If you are a first time home buyer, the time has never been better to explore financing. With subprime loans gone in the market, many first time buyers are left with questions about what is the best option for them. While FHA/VA mortgages haven't been as popular in recent years because of the perceived amount of bureaucracy associated with obtaining a loan guaranteed by a government entity such as the HUD, new legislation is in the works to help make them more consumer-friendly.
First time home buyers represent a large share of the lending market and they receive a lot of attention. Many do not have established credit histories or a lot of money to put down for a down payment (because they are usually fresh out of college or still early in their careers). Currently, there are some mortgages that require no down payment to obtain financing and have different loan limits in each county. Apply now to obtain more information about the limits and down payment requirements in the Houston, TX area. We are your answer for your home mortgage.
Credit score - One of the primary market benefits of a FHA/VA loan has always been that credit scores were not a factor. A borrower with great credit scores could definitely have their loan approved more easily, but someone with some credit problems could still get approved - provided they had a well documented common sense explanation for their credit problems and could show that the problem had been resolved. In spite of not relying on credit scores, FHA/VA foreclosure rates went down while conventional mortgage foreclosure numbers went up in spite of their almost excessive reliance on credit scores. The FHA/VA underwriter will evaluate the entire credit profile to determine the borrower’s likelihood of repayment. Past credit issues may be overlooked if new credit has been re-established. Also, other compensating factors may apply. Generally a credit score of 580 is needed for automated approval and a few banks will underwrite a file with scores as low as 540.
Bankruptcy okay – Chapter 7 bankruptcies are allowed if discharged over 2 years ago (or 1 year with extenuating circumstances). Chapter 13 bankruptcies are allowed with a minimum of 1 year of on time plan repayment and trustee approval.
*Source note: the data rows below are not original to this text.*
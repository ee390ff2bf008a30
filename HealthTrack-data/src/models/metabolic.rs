use chrono::NaiveDate;
use serde::{Deserialize, Serialize};

/// Storage model for a metabolic-rate measurement
#[derive(Debug, Clone, PartialEq, Serialize, Deserialize)]
pub struct BmrRecord {
    /// Day the measurement was taken
    pub date: NaiveDate,

    /// Body weight in kilograms
    pub weight: f64,

    /// Height in centimetres
    pub height: f64,

    /// Age in whole years
    pub age: u32,

    /// Gender used by the Mifflin-St Jeor formula
    pub gender: Gender,

    /// Self-reported activity level
    pub activity_level: ActivityLevel,

    /// Display label for the activity level, fixed at creation time
    pub activity_description: String,

    /// Basal metabolic rate in kcal/day, rounded to the nearest integer
    pub bmr: i32,

    /// Total daily energy expenditure in kcal/day
    pub tdee: i32,
}

/// Gender as used by the BMR formula
#[derive(Debug, Clone, Copy, Serialize, Deserialize, PartialEq, Eq)]
#[serde(rename_all = "lowercase")]
pub enum Gender {
    Male,
    Female,
}

impl ToString for Gender {
    fn to_string(&self) -> String {
        match self {
            Gender::Male => "male".to_string(),
            Gender::Female => "female".to_string(),
        }
    }
}

/// Activity level on the fixed five-step scale
///
/// Persisted as its integer value (1..=5); each level carries a fixed
/// multiplicative factor applied to the BMR and a fixed display label.
#[derive(Debug, Clone, Copy, Serialize, Deserialize, PartialEq, Eq)]
#[serde(try_from = "u8", into = "u8")]
pub enum ActivityLevel {
    /// Sedentary, little or no exercise
    Sedentary,

    /// Light activity, 1-3 days per week
    Light,

    /// Moderate activity, 3-5 days per week
    Moderate,

    /// Hard activity, 6-7 days per week
    High,

    /// Very hard activity, every day
    Extreme,
}

impl ActivityLevel {
    /// Integer value persisted on the wire
    pub fn level(&self) -> u8 {
        match self {
            ActivityLevel::Sedentary => 1,
            ActivityLevel::Light => 2,
            ActivityLevel::Moderate => 3,
            ActivityLevel::High => 4,
            ActivityLevel::Extreme => 5,
        }
    }

    /// Multiplicative factor applied to the BMR to obtain the TDEE
    pub fn factor(&self) -> f64 {
        match self {
            ActivityLevel::Sedentary => 1.2,
            ActivityLevel::Light => 1.375,
            ActivityLevel::Moderate => 1.55,
            ActivityLevel::High => 1.725,
            ActivityLevel::Extreme => 1.9,
        }
    }

    /// Display label stored alongside the level
    pub fn description(&self) -> &'static str {
        match self {
            ActivityLevel::Sedentary => "sedentary, little or no exercise",
            ActivityLevel::Light => "light activity (1-3 days/week)",
            ActivityLevel::Moderate => "moderate activity (3-5 days/week)",
            ActivityLevel::High => "hard activity (6-7 days/week)",
            ActivityLevel::Extreme => "very hard activity (every day)",
        }
    }
}

impl TryFrom<u8> for ActivityLevel {
    type Error = String;

    fn try_from(value: u8) -> Result<Self, Self::Error> {
        match value {
            1 => Ok(ActivityLevel::Sedentary),
            2 => Ok(ActivityLevel::Light),
            3 => Ok(ActivityLevel::Moderate),
            4 => Ok(ActivityLevel::High),
            5 => Ok(ActivityLevel::Extreme),
            other => Err(format!(
                "activity level must be between 1 and 5, got {}",
                other
            )),
        }
    }
}

impl From<ActivityLevel> for u8 {
    fn from(level: ActivityLevel) -> Self {
        level.level()
    }
}
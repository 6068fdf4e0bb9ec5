use axum::{
    Json,
    http::StatusCode,
    response::{IntoResponse, Response},
};
use ledger::StoreError;
use serde_json::json;
use thiserror::Error;

/// Central error type for the Ledger API
#[derive(Debug, Error)]
pub enum AppError {
    #[error("Bad request: {0}")]
    BadRequest(String),

    #[error("Not found: {0}")]
    NotFound(String),

    #[error("Service unavailable: {0}")]
    ServiceUnavailable(String),

    #[error("Internal server error")]
    InternalError(#[from] anyhow::Error),
}

impl From<StoreError> for AppError {
    fn from(err: StoreError) -> Self {
        match err {
            StoreError::UnknownParticipant(id) => {
                AppError::NotFound(format!("Unknown participant: {}", id))
            }
            // Everything else means the store itself is in trouble
            other => AppError::ServiceUnavailable(format!("Ledger store error: {}", other)),
        }
    }
}

impl IntoResponse for AppError {
    fn into_response(self) -> Response {
        let (status, error_message, code) = match self {
            AppError::BadRequest(msg) => (StatusCode::BAD_REQUEST, msg, "BAD_REQUEST"),
            AppError::NotFound(msg) => (StatusCode::NOT_FOUND, msg, "NOT_FOUND"),
            AppError::ServiceUnavailable(msg) => {
                (StatusCode::SERVICE_UNAVAILABLE, msg, "SERVICE_UNAVAILABLE")
            }
            AppError::InternalError(_) => (
                StatusCode::INTERNAL_SERVER_ERROR,
                "Internal server error".to_string(),
                "INTERNAL_ERROR",
            ),
        };

        let body = Json(json!({
            "error": code,
            "message": error_message
        }));

        (status, body).into_response()
    }
}
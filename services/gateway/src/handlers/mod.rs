pub mod entries;
pub mod participants;
pub mod ranking;
use crate::error::AppError;
use crate::state::AppState;
use axum::{Json, extract::State};
use types::participant::Participant;

/// `GET /participants` — all known participants, name ascending.
pub async fn list_participants(
    State(state): State<AppState>,
) -> Result<Json<Vec<Participant>>, AppError> {
    Ok(Json(state.store.participants()))
}
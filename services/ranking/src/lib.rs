//! Ranking Aggregator
//!
//! Pure, stateless derivation of the leaderboard from ledger entries.
//! The aggregator holds no state of its own: it is a total function of
//! whatever the store returns at query time, so rankings can never
//! drift from the recorded ledger. It has no failure modes.

pub mod aggregate;

pub use aggregate::{rank, totals};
Little or No Money Needed - FHA loans allow the seller to pay up to 6% of the sales price toward the closing costs. In addition, Congress has for the time being eliminated Down Payment Assistance programs. There is a movement in the legislature to reinstate these community programs. You can however receive a gift from a family member for the down payment. Give your loan officer a call to find up to date guidelines concerning down payment assistance.
Housing History – FHA does not require a rental or other housing history if it is not available.
Non-occupying co-borrower allowed – FHA allows a non-occupying relative to co-sign the mortgage. The non-occupant’s income and assets can be used for qualification purposes. This is generally used for parents to help their children buy a home. The name for this is the “kiddy condo loan”
Property types - 1-4 unit, condos, town homes, modular homes, and manufactured homes.
No cash reserves required – Unlike most conventional loans, FHA does not require you to have cash reserves on 1-2 unit properties. A borrowers profile is graded on an FHA score card. The FHA score card takes into consideration income, assets, job tenure, debt to income ratio’s and credit scores. Having reserves can help strengthen the overall credit profile.
Fixed Rate Purchase When purchasing a home, an FHA loan is often the right choice. This is especially true if any of the following are true:
• You are buying a 3-4 unit property
• You have less than stellar credit
• You need a cosigner
• You want a low, stable rate
• Your credit score is under 740
FHA fixed rate loans are the most popular programs for FHA financing. Unlike an adjustable rate mortgage, your payment will stay the same for the duration of the loan. Since FHA loans require only a 3% down payment, and allow the seller to pay up to 6% of the purchase price towards the closing costs, you can often buy a home with as little as 2% since your Earnest Money can be applied to your funds to close. Keep in mind you still have to show the bank you have the 3% for the down payment.